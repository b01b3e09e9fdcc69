use chrono::{DateTime, Utc};
use serde::{Deserialize, Serialize};
use uuid::Uuid;

use crate::cache::key::content_hash;

/// 题目类型
#[derive(Debug, Clone, Copy, Serialize, Deserialize, PartialEq, Eq)]
#[serde(rename_all = "snake_case")]
pub enum QuestionType {
    /// 选择题
    MultipleChoice,
    /// 简答题
    ShortAnswer,
    /// 论述题
    LongAnswer,
    /// 代码填空
    CodeFill,
    /// 代码实现
    CodeImplementation,
    /// 绘图题
    Drawing,
    /// 口述录音题
    AudioRecording,
    /// 视频题
    Video,
    /// 看图分析题
    VisualAnalysis,
}

impl Default for QuestionType {
    fn default() -> Self {
        QuestionType::ShortAnswer
    }
}

/// 生成批次中的单个题目载荷
///
/// 生成式后端按此结构返回批次；答案与解析仅供评判和推荐复用，
/// 不会随对外题目视图泄露。
#[derive(Debug, Clone, Serialize, Deserialize)]
pub struct GeneratedQuestion {
    /// 题干文本
    pub question: String,
    /// 题目类型
    #[serde(default)]
    pub question_type: QuestionType,
    /// 知识点主题
    #[serde(default)]
    pub topic: String,
    /// 难度（1-5）
    #[serde(default)]
    pub difficulty: Option<u8>,
    /// 选择题选项
    #[serde(default)]
    pub choices: Option<Vec<String>>,
    /// 参考答案
    #[serde(default)]
    pub answer: String,
    /// 答案解析
    #[serde(default)]
    pub explanation: String,
    /// 配图指令（非空表示需要配图）
    #[serde(default)]
    pub image_prompt: Option<String>,
}

impl GeneratedQuestion {
    /// 题目是否声明需要配图
    pub fn needs_image(&self) -> bool {
        self.image_prompt
            .as_deref()
            .map(|p| !p.trim().is_empty())
            .unwrap_or(false)
    }
}

/// 练习题实体
///
/// `content_hash` 是题干文本的 sha256，既是去重依据也是存储记录键，
/// 同一哈希的题目最多持久化一条。创建后不再修改。
#[derive(Debug, Clone, Serialize, Deserialize)]
pub struct PracticeQuestion {
    /// 题目唯一标识（存储层用 `question_id`，`id` 为 SurrealDB 保留字段）
    #[serde(rename = "question_id")]
    pub id: String,

    /// 所属学习计划
    pub plan_id: String,

    /// 题干内容哈希
    pub content_hash: String,

    /// 知识点主题
    pub topic: String,

    /// 题目类型
    pub question_type: QuestionType,

    /// 难度（1-5）
    pub difficulty: u8,

    /// 配图制品引用
    pub image_reference: Option<String>,

    /// 原始生成载荷（答案/解析查询用）
    pub payload: GeneratedQuestion,

    /// 创建时间
    pub created_at: DateTime<Utc>,
}

impl PracticeQuestion {
    /// 从生成载荷创建题目
    pub fn from_generated(
        plan_id: &str,
        generated: GeneratedQuestion,
        fallback_difficulty: u8,
        image_reference: Option<String>,
    ) -> Self {
        let difficulty = generated
            .difficulty
            .filter(|d| (1..=5).contains(d))
            .unwrap_or(fallback_difficulty);

        Self {
            id: Uuid::new_v4().to_string(),
            plan_id: plan_id.to_string(),
            content_hash: content_hash(&generated.question),
            topic: generated.topic.clone(),
            question_type: generated.question_type,
            difficulty,
            image_reference,
            payload: generated,
            created_at: Utc::now(),
        }
    }
}
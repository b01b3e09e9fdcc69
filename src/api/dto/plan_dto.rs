//! 学习计划 DTO

use chrono::{DateTime, Utc};
use serde::{Deserialize, Serialize};

use crate::models::plan::StudyPlan;

/// 创建学习计划请求
#[derive(Debug, Deserialize, Default)]
#[serde(default)]
pub struct CreatePlanRequest {
    /// 学习目标
    pub goal: String,
    /// 学科
    pub subject: Option<String>,
}

/// 学习计划响应
#[derive(Debug, Serialize)]
pub struct PlanResponse {
    /// 计划 ID
    pub plan_id: String,
    /// 学习目标
    pub goal: String,
    /// 学科
    pub subject: Option<String>,
    /// 创建时间
    pub created_at: DateTime<Utc>,
}

impl From<StudyPlan> for PlanResponse {
    fn from(plan: StudyPlan) -> Self {
        Self {
            plan_id: plan.id,
            goal: plan.goal,
            subject: plan.subject,
            created_at: plan.created_at,
        }
    }
}

/// 学习计划列表响应
#[derive(Debug, Serialize)]
pub struct PlanListResponse {
    /// 计划列表
    pub plans: Vec<PlanResponse>,
    /// 本页数量
    pub count: usize,
}
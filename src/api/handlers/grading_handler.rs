use axum::{
    Json,
    extract::{Extension, Path, State},
    response::IntoResponse,
};
use tracing::debug;

use crate::{
    api::{app_state::AppState, dto::grading_dto::*},
    error::AppError,
    security::Claims,
    services::grading::AnswerSubmission,
};

pub async fn submit_answers(
    State(state): State<AppState>,
    Extension(claims): Extension<Claims>,
    Path(plan_id): Path<String>,
    Json(request): Json<SubmitAnswersRequest>,
) -> Result<impl IntoResponse, AppError> {
    debug!(
        "Submitting {} answers for plan {}",
        request.answers.len(),
        plan_id
    );

    let answers: Vec<AnswerSubmission> = request
        .answers
        .into_iter()
        .map(|item| AnswerSubmission {
            question_id: item.question_id,
            answer: item.answer,
        })
        .collect();

    let outcome = state
        .grading_service
        .submit(&claims.user_id, &plan_id, answers)
        .await?;

    Ok(Json(SubmitAnswersResponse::from(outcome)))
}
◇ ◇ ◇
Exercise goal: Retyping every line above exactly is all that is needed.

Exercise result:
repository b01b3e09e9fdcc69
use chrono::{DateTime, Utc};
use serde::{Deserialize, Serialize};
use uuid::Uuid;

use crate::cache::key::content_hash;

/// 题目类型
#[derive(Debug, Clone, Copy, Serialize, Deserialize, PartialEq, Eq)]
#[serde(rename_all = "snake_case")]
pub enum QuestionType {
    /// 选择题
    MultipleChoice,
    /// 简答题
    ShortAnswer,
    /// 论述题
    LongAnswer,
    /// 代码填空
    CodeFill,
    /// 代码实现
    CodeImplementation,
    /// 绘图题
    Drawing,
    /// 口述录音题
    AudioRecording,
    /// 视频题
    Video,
    /// 看图分析题
    VisualAnalysis,
}

impl Default for QuestionType {
    fn default() -> Self {
        QuestionType::ShortAnswer
    }
}

/// 生成批次中的单个题目载荷
///
/// 生成式后端按此结构返回批次；答案与解析仅供评判和推荐复用，
/// 不会随对外题目视图泄露。
#[derive(Debug, Clone, Serialize, Deserialize)]
pub struct GeneratedQuestion {
    /// 题干文本
    pub question: String,
    /// 题目类型
    #[serde(default)]
    pub question_type: QuestionType,
    /// 知识点主题
    #[serde(default)]
    pub topic: String,
    /// 难度（1-5）
    #[serde(default)]
    pub difficulty: Option<u8>,
    /// 选择题选项
    #[serde(default)]
    pub choices: Option<Vec<String>>,
    /// 参考答案
    #[serde(default)]
    pub answer: String,
    /// 答案解析
    #[serde(default)]
    pub explanation: String,
    /// 配图指令（非空表示需要配图）
    #[serde(default)]
    pub image_prompt: Option<String>,
}

impl GeneratedQuestion {
    /// 题目是否声明需要配图
    pub fn needs_image(&self) -> bool {
        self.image_prompt
            .as_deref()
            .map(|p| !p.trim().is_empty())
            .unwrap_or(false)
    }
}

/// 练习题实体
///
/// `content_hash` 是题干文本的 sha256，既是去重依据也是存储记录键，
/// 同一哈希的题目最多持久化一条。创建后不再修改。
#[derive(Debug, Clone, Serialize, Deserialize)]
pub struct PracticeQuestion {
    /// 题目唯一标识（存储层用 `question_id`，`id` 为 SurrealDB 保留字段）
    #[serde(rename = "question_id")]
    pub id: String,

    /// 所属学习计划
    pub plan_id: String,

    /// 题干内容哈希
    pub content_hash: String,

    /// 知识点主题
    pub topic: String,

    /// 题目类型
    pub question_type: QuestionType,

    /// 难度（1-5）
    pub difficulty: u8,

    /// 配图制品引用
    pub image_reference: Option<String>,

    /// 原始生成载荷（答案/解析查询用）
    pub payload: GeneratedQuestion,

    /// 创建时间
    pub created_at: DateTime<Utc>,
}

impl PracticeQuestion {
    /// 从生成载荷创建题目
    pub fn from_generated(
        plan_id: &str,
        generated: GeneratedQuestion,
        fallback_difficulty: u8,
        image_reference: Option<String>,
    ) -> Self {
        let difficulty = generated
            .difficulty
            .filter(|d| (1..=5).contains(d))
            .unwrap_or(fallback_difficulty);

        Self {
            id: Uuid::new_v4().to_string(),
            plan_id: plan_id.to_string(),
            content_hash: content_hash(&generated.question),
            topic: generated.topic.clone(),
            question_type: generated.question_type,
            difficulty,
            image_reference,
            payload: generated,
            created_at: Utc::now(),
        }
    }
}
repository b01b3e09e9fdcc69
filename src/api/dto/plan_dto.rs
//! 学习计划 DTO

use chrono::{DateTime, Utc};
use serde::{Deserialize, Serialize};

use crate::models::plan::StudyPlan;

/// 创建学习计划请求
#[derive(Debug, Deserialize, Default)]
#[serde(default)]
pub struct CreatePlanRequest {
    /// 学习目标
    pub goal: String,
    /// 学科
    pub subject: Option<String>,
}

/// 学习计划响应
#[derive(Debug, Serialize)]
pub struct PlanResponse {
    /// 计划 ID
    pub plan_id: String,
    /// 学习目标
    pub goal: String,
    /// 学科
    pub subject: Option<String>,
    /// 创建时间
    pub created_at: DateTime<Utc>,
}

impl From<StudyPlan> for PlanResponse {
    fn from(plan: StudyPlan) -> Self {
        Self {
            plan_id: plan.id,
            goal: plan.goal,
            subject: plan.subject,
            created_at: plan.created_at,
        }
    }
}

/// 学习计划列表响应
#[derive(Debug, Serialize)]
pub struct PlanListResponse {
    /// 计划列表
    pub plans: Vec<PlanResponse>,
    /// 本页数量
    pub count: usize,
}
filename src/api/handlers/grading_handler.rs
use axum::{
    Json,
    extract::{Extension, Path, State},
    response::IntoResponse,
};
use tracing::debug;

use crate::{
    api::{app_state::AppState, dto::grading_dto::*},
    error::AppError,
    security::Claims,
    services::grading::AnswerSubmission,
};

pub async fn submit_answers(
    State(state): State<AppState>,
    Extension(claims): Extension<Claims>,
    Path(plan_id): Path<String>,
    Json(request): Json<SubmitAnswersRequest>,
) -> Result<impl IntoResponse, AppError> {
    debug!(
        "Submitting {} answers for plan {}",
        request.answers.len(),
        plan_id
    );

    let answers: Vec<AnswerSubmission> = request
        .answers
        .into_iter()
        .map(|item| AnswerSubmission {
            question_id: item.question_id,
            answer: item.answer,
        })
        .collect();

    let outcome = state
        .grading_service
        .submit(&claims.user_id, &plan_id, answers)
        .await?;

    Ok(Json(SubmitAnswersResponse::from(outcome)))
}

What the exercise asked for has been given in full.